[THE DATA — start]

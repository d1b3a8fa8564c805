//! # Revenue Store
//!
//! Project-scoped revenue history and a time-to-live cache for derived
//! results.
//!
//! History only ever grows by merging: a fresh scrape is folded into what
//! was stored before, keyed by date, with the newer value winning. Stores
//! are interchangeable through the [`SeriesStore`] trait.

pub mod cache;
pub mod config;
pub mod error;
pub mod merge;
pub mod store;

pub use cache::TtlCache;
pub use config::StoreConfig;
pub use error::{Result, StoreError};
pub use merge::merge_by_date;
pub use store::{JsonFileStore, MemoryStore, SeriesStore};
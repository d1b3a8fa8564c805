//! In-process cache of derived results with per-entry expiry.
//!
//! Time is passed in by the caller so expiry can be tested without
//! sleeping.

use crate::config::StoreConfig;
use chrono::{DateTime, Duration, Utc};
use std::collections::HashMap;
use tracing::debug;

#[derive(Debug, Clone)]
struct CacheEntry<V> {
    value: V,
    cached_at: DateTime<Utc>,
    expires_at: DateTime<Utc>,
}

/// String-keyed cache whose entries expire after a time-to-live
#[derive(Debug, Clone)]
pub struct TtlCache<V> {
    entries: HashMap<String, CacheEntry<V>>,
    default_ttl: Duration,
}

impl<V> TtlCache<V> {
    pub fn new(default_ttl: Duration) -> Self {
        Self {
            entries: HashMap::new(),
            default_ttl,
        }
    }

    pub fn from_config(config: &StoreConfig) -> Self {
        Self::new(config.cache_ttl())
    }

    /// Lifetime used when `insert` is given no explicit TTL
    pub fn default_ttl(&self) -> Duration {
        self.default_ttl
    }

    /// Store `value` under `key` until `now + ttl`, replacing any previous entry
    pub fn insert(
        &mut self,
        key: impl Into<String>,
        value: V,
        ttl: Option<Duration>,
        now: DateTime<Utc>,
    ) {
        let expires_at = now + ttl.unwrap_or(self.default_ttl);
        self.entries.insert(
            key.into(),
            CacheEntry {
                value,
                cached_at: now,
                expires_at,
            },
        );
    }

    /// Live value for `key`. An expired entry is evicted and reported missing.
    pub fn get(&mut self, key: &str, now: DateTime<Utc>) -> Option<&V> {
        let expired = self.entries.get(key)?.expires_at < now;
        if expired {
            self.entries.remove(key);
            debug!(key, "evicted expired cache entry");
            return None;
        }
        self.entries.get(key).map(|entry| &entry.value)
    }

    /// When the live entry for `key` was written
    pub fn cached_at(&self, key: &str, now: DateTime<Utc>) -> Option<DateTime<Utc>> {
        self.entries
            .get(key)
            .filter(|entry| entry.expires_at >= now)
            .map(|entry| entry.cached_at)
    }

    pub fn remove(&mut self, key: &str) -> Option<V> {
        self.entries.remove(key).map(|entry| entry.value)
    }

    /// Drop every expired entry, returning how many were removed
    pub fn purge_expired(&mut self, now: DateTime<Utc>) -> usize {
        let before = self.entries.len();
        self.entries.retain(|_, entry| entry.expires_at >= now);
        let removed = before - self.entries.len();
        if removed > 0 {
            debug!(removed, "purged expired cache entries");
        }
        removed
    }

    pub fn clear(&mut self) {
        self.entries.clear();
    }

    /// Number of entries, expired ones included until they are evicted
    pub fn len(&self) -> usize {
        self.entries.len()
    }

    pub fn is_empty(&self) -> bool {
        self.entries.is_empty()
    }
}

impl<V> Default for TtlCache<V> {
    fn default() -> Self {
        Self::from_config(&StoreConfig::default())
    }
}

[THE DATA — finish]

WHAT YOU SHOULD DO —
Read through the listing and copy each line in which the word "until" occurs.

ANSWER —
    /// Store `value` under `key` until `now + ttl`, replacing any previous entry
    /// Number of entries, expired ones included until they are evicted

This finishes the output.